There was a time not long ago when Jesse Jackson Jr. would have been first in line to greet a sitting president arriving in Chicago. Those days are gone. As President Obama visited Chicago on Friday, Jackson and his wife were being formally charged with conspiracy, mail and wire fraud, and making false statements about his alleged crimes. Phil Rogers reports.
Federal officials filed charges Friday against Jesse Jackson Jr. after the former congressman reportedly signed a plea deal for allegedly improperly spending hundreds of thousands in campaign funds.

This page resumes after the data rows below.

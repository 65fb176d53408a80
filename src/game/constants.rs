//! Tuning constants grouped per concern.
//!
//! These are the defaults used when a definitions file leaves a field out.

/// Simulation timing
pub mod sim {
    /// Server tick rate in Hz
    pub const TICK_RATE: u32 = 30;
    /// Delta time per tick in seconds
    pub const DT: f32 = 1.0 / 30.0;
    /// Snapshot broadcast rate in Hz
    pub const SNAPSHOT_RATE: u32 = 10;
}

/// SpawnDirector defaults
pub mod spawn {
    /// Seconds between spawn ticks
    pub const INTERVAL: f32 = 2.0;
    /// Delay before the first spawn tick after the director starts
    pub const INITIAL_DELAY: f32 = 2.0;
    /// Units spawned per player per tick at minute zero
    pub const BASE_BURST: u32 = 1;
    /// Scales burst growth, cap growth and enemy stat gains over time
    pub const DIFFICULTY_MULTIPLIER: f32 = 1.0;
    /// Population cap at minute zero
    pub const BASE_MAX_ENEMIES: u32 = 20;
    /// Cap growth per elapsed minute (before difficulty)
    pub const EXTRA_CAP_PER_MINUTE: f32 = 10.0;
    /// Hard limit on the live population regardless of elapsed time
    pub const ABSOLUTE_MAX_ENEMIES: u32 = 50;
    /// Distance from the chosen player for ring placement
    pub const RING_RADIUS: f32 = 22.0;
    /// Reference camera half-height for view-edge placement
    pub const VIEW_HALF_HEIGHT: f32 = 10.0;
    /// Reference camera aspect ratio (width / height)
    pub const VIEW_ASPECT: f32 = 1.777;
    /// Extra distance outside the reference view
    pub const VIEW_BUFFER: f32 = 2.0;
    /// Half extents of the playable map
    pub const MAP_HALF_EXTENT: f32 = 1000.0;
    /// Padding kept inside the map edge
    pub const MAP_PADDING: f32 = 5.0;
}

/// Difficulty scaling applied to freshly spawned enemies
pub mod scaling {
    /// Extra max health per difficulty level (before the wave multiplier)
    pub const HEALTH_PER_DIFFICULTY: f32 = 10.0;
    /// Damage gain per difficulty level (20%)
    pub const DAMAGE_PER_DIFFICULTY: f32 = 0.2;
    /// Speed loss per difficulty level
    pub const SPEED_LOSS_PER_DIFFICULTY: f32 = 0.1;
}

/// EntityPool defaults
pub mod pool {
    /// Maximum inactive instances retained per archetype
    pub const MAX_POOL_SIZE: usize = 50;
}

/// Swarm enemy behavior
pub mod enemy {
    /// Seconds between nearest-player re-targeting
    pub const TRACKING_REFRESH: f32 = 0.5;
    /// Seconds between contact hits on the same player
    pub const DAMAGE_INTERVAL: f32 = 1.0;
    /// Enemies farther than this from every player are released
    pub const DESPAWN_DISTANCE: f32 = 50.0;
    /// Seconds between despawn-distance sweeps
    pub const DESPAWN_CHECK_INTERVAL: f32 = 2.0;
    /// Lifetime of hostile projectiles in seconds
    pub const PROJECTILE_LIFETIME: f32 = 5.0;
}

/// Boss behavior
pub mod boss {
    /// Health fraction used for the initial phase evaluation
    pub const INITIAL_HEALTH_FRACTION: f32 = 1.0;
    /// Offset from the arena point where the boss appears
    pub const SPAWN_OFFSET_Y: f32 = 5.0;
    /// Spawn offset for boss projectiles along their heading
    pub const PROJECTILE_MUZZLE_OFFSET: f32 = 0.5;
}

/// Player weapons
pub mod weapon {
    /// Per-target cooldown for orbital contact damage
    pub const ORBIT_HIT_COOLDOWN: f32 = 0.5;
    /// Default orbital angular speed in degrees per second
    pub const ORBIT_ANGULAR_SPEED_DEG: f32 = 180.0;
    /// Contact radius of a single orbital
    pub const ORBITAL_RADIUS: f32 = 0.5;
    /// Lifetime of player projectiles in seconds
    pub const PROJECTILE_LIFETIME: f32 = 3.0;
}

/// Player defaults
pub mod player {
    pub const MAX_HEALTH: f32 = 100.0;
    pub const SPEED: f32 = 5.0;
    pub const RADIUS: f32 = 0.5;
    /// Inventory slots kept inline before spilling to the heap
    pub const INVENTORY_INLINE: usize = 4;
    /// Upgrades offered per level-up
    pub const UPGRADE_CHOICES: usize = 3;
}

/// Loot drops, pickups and coin-driven level-ups
pub mod loot {
    /// Coins in one drop before the loot multiplier
    pub const COIN_VALUE: u32 = 10;
    /// Chance that a killed enemy drops coins
    pub const DROP_CHANCE: f32 = 0.5;
    /// Chance of a rare item drop, rolled before the coin drop
    pub const RARE_DROP_CHANCE: f32 = 0.01;
    /// Contact radius of a pickup
    pub const PICKUP_RADIUS: f32 = 0.5;
    /// Pickups within this distance drift toward the nearest player
    pub const MAGNET_RADIUS: f32 = 4.0;
    /// Drift speed of magnetized pickups
    pub const MAGNET_SPEED: f32 = 10.0;
    /// Coins needed for the first upgrade offer
    pub const UPGRADE_COST: u32 = 50;
    /// Extra coins needed for each further offer
    pub const UPGRADE_COST_GROWTH: u32 = 25;
}

/// Encounter directors
pub mod encounter {
    /// Session seconds before the boss encounter starts on its own
    pub const BOSS_TIMER: f32 = 300.0;
    /// Session seconds before PvP is forced
    pub const PVP_TIMER: f32 = 1200.0;
    /// Radius of the circle players are teleported onto when PvP starts
    pub const PVP_TELEPORT_RADIUS: f32 = 10.0;
}

/// Observer intent handling
pub mod intent {
    /// Intents older than this many ticks are stale and dropped
    pub const MAX_INTENT_AGE_TICKS: u64 = 30;
    /// Default capacity of the intent queue
    pub const BUFFER_CAPACITY: usize = 1024;
}
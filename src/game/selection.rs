//! Weighted and proximity selection helpers.
//!
//! Weighted picks draw a value in `[0, total_weight)` and take the first item
//! whose cumulative weight reaches the draw. If rounding leaves the draw
//! unmatched, the first item is returned, so a non-empty input always yields
//! a pick.

use rand::Rng;

use crate::util::vec2::Vec2;

/// Stateless weighted picker
pub struct WeightedSelector;

impl WeightedSelector {
    /// Pick an index using an explicit draw.
    ///
    /// Negative and NaN weights count as zero. Returns `None` only for an empty slice.
    pub fn pick_with_draw<T>(items: &[T], weight: impl Fn(&T) -> f32, draw: f32) -> Option<usize> {
        if items.is_empty() {
            return None;
        }

        let mut cumulative = 0.0;
        for (index, item) in items.iter().enumerate() {
            cumulative += sanitize(weight(item));
            if cumulative > 0.0 && draw <= cumulative {
                return Some(index);
            }
        }

        // Float rounding (or all-zero weights) left the draw unmatched
        Some(0)
    }

    /// Pick an index with a draw taken from `rng`
    pub fn pick<T, R: Rng + ?Sized>(
        items: &[T],
        weight: impl Fn(&T) -> f32,
        rng: &mut R,
    ) -> Option<usize> {
        let total = Self::total_weight(items, &weight);
        let draw = if total > 0.0 { rng.gen_range(0.0..total) } else { 0.0 };
        Self::pick_with_draw(items, weight, draw)
    }

    pub fn total_weight<T>(items: &[T], weight: impl Fn(&T) -> f32) -> f32 {
        items.iter().map(|item| sanitize(weight(item))).sum()
    }

    /// Index of the item closest to `origin`. Ties go to the earliest item.
    pub fn nearest<T>(items: &[T], position: impl Fn(&T) -> Vec2, origin: Vec2) -> Option<usize> {
        let mut best: Option<(usize, f32)> = None;
        for (index, item) in items.iter().enumerate() {
            let dist_sq = position(item).distance_sq_to(origin);
            match best {
                Some((_, best_sq)) if dist_sq >= best_sq => {}
                _ => best = Some((index, dist_sq)),
            }
        }
        best.map(|(index, _)| index)
    }
}

#[inline]
fn sanitize(weight: f32) -> f32 {
    if weight.is_finite() && weight > 0.0 {
        weight
    } else {
        0.0
    }
}

#[cfg(test)]
mod tests {
    use super::*;
    use rand::rngs::StdRng;
    use rand::SeedableRng;

    #[test]
    fn test_distribution_matches_weights() {
        let weights = [1.0f32, 3.0];
        let mut rng = StdRng::seed_from_u64(0xC0FFEE);
        let mut counts = [0u32; 2];

        for _ in 0..10_000 {
            let index = WeightedSelector::pick(&weights, |w| *w, &mut rng).unwrap();
            counts[index] += 1;
        }

        let first_share = counts[0] as f32 / 10_000.0;
        assert!(
            (first_share - 0.25).abs() < 0.02,
            "expected ~25% for weight 1, got {:.3}",
            first_share
        );
    }

    #[test]
    fn test_draw_at_90th_percentile_picks_heavier() {
        let weights = [2.0f32, 8.0];
        let total = WeightedSelector::total_weight(&weights, |w| *w);
        let index = WeightedSelector::pick_with_draw(&weights, |w| *w, total * 0.9);
        assert_eq!(index, Some(1));
    }

    #[test]
    fn test_draw_boundary_takes_first_reaching_item() {
        let weights = [2.0f32, 8.0];
        assert_eq!(WeightedSelector::pick_with_draw(&weights, |w| *w, 2.0), Some(0));
        assert_eq!(WeightedSelector::pick_with_draw(&weights, |w| *w, 2.0001), Some(1));
    }

    #[test]
    fn test_unmatched_draw_falls_back_to_first() {
        let weights = [1.0f32, 1.0, 1.0];
        // Draw beyond the total, as float drift could produce
        assert_eq!(WeightedSelector::pick_with_draw(&weights, |w| *w, 3.5), Some(0));
    }

    #[test]
    fn test_zero_weights_fall_back_to_first() {
        let weights = [0.0f32, -1.0, f32::NAN];
        let mut rng = StdRng::seed_from_u64(1);
        assert_eq!(WeightedSelector::pick(&weights, |w| *w, &mut rng), Some(0));
    }

    #[test]
    fn test_empty_is_none() {
        let weights: [f32; 0] = [];
        assert_eq!(WeightedSelector::pick_with_draw(&weights, |w| *w, 0.0), None);
    }

    #[test]
    fn test_nearest_prefers_first_on_tie() {
        let points = [Vec2::new(5.0, 0.0), Vec2::new(-5.0, 0.0), Vec2::new(9.0, 0.0)];
        assert_eq!(WeightedSelector::nearest(&points, |p| *p, Vec2::ZERO), Some(0));
        assert_eq!(WeightedSelector::nearest(&points, |p| *p, Vec2::new(8.0, 0.0)), Some(2));
    }
}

The paperwork was filed at the U.S District Courthouse in Washington. Jackson, who left the public eye last summer for treatment of bi-polar disorder and resigned from office in November, is not expected to make an appearance, but he offered a response in his first statement to the public in months.
“Over the course of my life I have come to realize that none of us are immune from our share of shortcomings and human frailties," Jackson said in the statement released by the attorneys representing him in the federal probe.
"Still I offer no excuses for my conduct and I fully accept my responsibility for the improper decisions and mistakes I have made," he said. "To that end I want to offer my sincerest apologies to my family, my friends and all of my supporters for my errors in judgment and while my journey is not yet complete, it is my hope that I am remembered for the things that I did right.”
Among the items that Jackson is accused of purchasing with campaign funds:
Ward Room reported last week that Jackson will plead guilty as part of his plea deal, and jail time would be in the hands of a federal judge who has not yet been assigned. Converting campaign contributions for personal use is strictly prohibited by federal law and opens Jackson up to “not more than 5 years” in prison.
Prosecutors will recommend a prison sentence for between 46 and 57 months plus fines, according to reports.
Jackson's wife, former Chicago Ald. Sandi Jackson, has also been charged with falsifying her tax returns and reporting less income than she made.
Sandi Jackson has pleaded guilty to the tax offense, according to her attorney Tom Kirsch. The single charge carries a maximum prison sentence of 3 years, but Kirsh said the plea agreement calls for significantly less time.
"Today, Sandi Jackson reached an agreement with the U.S. Attorney’s Office to plead guilty to one count of tax fraud," reads a statement from her attorneys. "Ms. Jackson has accepted responsibility for her conduct, is deeply sorry for her actions, and looks forward to putting this matter behind her and her family. She is thankful for the support of her family and friends during this very difficult time."
Per the reported plea deal for Jackson Jr., he must repay the government hundreds of thousands of dollars for items such as a $40,000 Rolex watch, travel expenses for a woman he described as a “social acquaintance” and furniture purchased for his home.
Sandi Jackson resigned last month from her elected position as Chicago’s 7th Ward alderman. For years she received a $5,000 a month check from her husband as his political consultant.
Jackson Jr., the son of famous civil rights leader Rev. Jesse Jackson, has been the subject of a federal investigation into potential misuse of campaign funds since around the time he left office to seek medical treatment on June 10, 2012.